Parental (F0) compared to MSC educated (F2) prostate cancer cell lines

Our studies demonstrated that bone marrow derived mesenchymal stromal cells (MSCs) drive the emergence of an apoptosis resistant population of prostate cancer cells that are also cross resistant to chemotherapy such as docetaxel. The goals of this RNAQuant study was to determine differential gene expression between the naïve and MSC educated prostate cancer cells in order to better understand the mechanisms underlying apoptosis resistance.
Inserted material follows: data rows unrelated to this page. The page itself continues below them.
// Interview prompt templates.
// Placeholders are filled with `llm_client::prompts::fill_template`; inputs are
// forwarded verbatim.

use crate::llm_client::prompts::fill_template;

/// One-time setup prompt: persona, role/company summary, resume, first question.
/// Replace: {job_description}, {company_info}, {resume_text}
pub const SETUP_PROMPT_TEMPLATE: &str = r#"Act like a professional job interview coach.

You will help me prepare for my next job interview by simulating a complex, realistic & tricky job interview.

First step: you need to know, master & be an expert of the position itself and the company I apply to.

Here's the job description:

{job_description}

Here's the company's website about us section:

{company_info}

Step 2: Write a quick summary of your learnings, and who you have to become in order to be my job interviewer.

Step 3: Read my resume / CV:

{resume_text}

Step 4: Start the job interview, one question at a time, like a real simulation."#;

/// Per-turn critique prompt. Only the latest answer is forwarded.
/// Replace: {user_response}
pub const FEEDBACK_PROMPT_TEMPLATE: &str = r#"Based on the previous conversation and the following user response, provide feedback and the next question:

User response: {user_response}

Provide 5 paragraphs, divided by line breaks:

Paragraph 1 = What was good in my answer?
Paragraph 2 = What was bad in my answer?
Paragraph 3 = What could be added to my answer?
Paragraph 4 = Pretend you are me & write a detailed perfect answer using the CARL method.
Paragraph 5 = Ask me if we can move on to the next interview question."#;

pub fn build_setup_prompt(job_description: &str, company_info: &str, resume_text: &str) -> String {
    fill_template(
        SETUP_PROMPT_TEMPLATE,
        &[
            ("job_description", job_description),
            ("company_info", company_info),
            ("resume_text", resume_text),
        ],
    )
}

pub fn build_feedback_prompt(latest_candidate_message: &str) -> String {
    fill_template(
        FEEDBACK_PROMPT_TEMPLATE,
        &[("user_response", latest_candidate_message)],
    )
}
Overall design: In triplicate prostate cacner cells PAIII and DU145 were exposed to conditioned media from mesenchymal stem cells (MSCs), primary murine MSCs for PAIII and human MSCs purchased from Lonza for DU145. After 72 hours of culture in the MSC conditioned media the cells were allowed to recover in complete media for 48 hours before a second round of 72 hours of culture in MSC conditioned media and the process repeated for a third time. At this point the cell lines were recovered and called F2 PAIII or F2 DU145. Total RNA was extracted using biological replicates collected in triplicate from each, F0 and F2 PaIII and F0 and F2 DU145 cell lines using the RNeasy kit (Qiagen Cat# 74104) followed by DNase treatment using the Max Kit (Qiagen Cat # 15200). RNA concentrations were measured using the Qubit RNA BR assay and RNA integrity was assessed using the Agilent 4200 Tapestation. 500ng of RNA per sample was processed by the Moffitt Molecular Genomics Core to generate libraries for gene expression analysis using the Lexogen QuantSeq 3' mRNA-Seq Library Prep Kit FWD for Illumina (Lexogen Cat #015) following the manufacturer's protocol. At least 20 million 101-base single-end sequencing reads per sample were generated on the Illumina NextSeq 500 sequencer. The Bluebee Genomics Platform provided with the QuantSeq kit from Lexogen was used for read for alignment, counting, and differential expression analysis.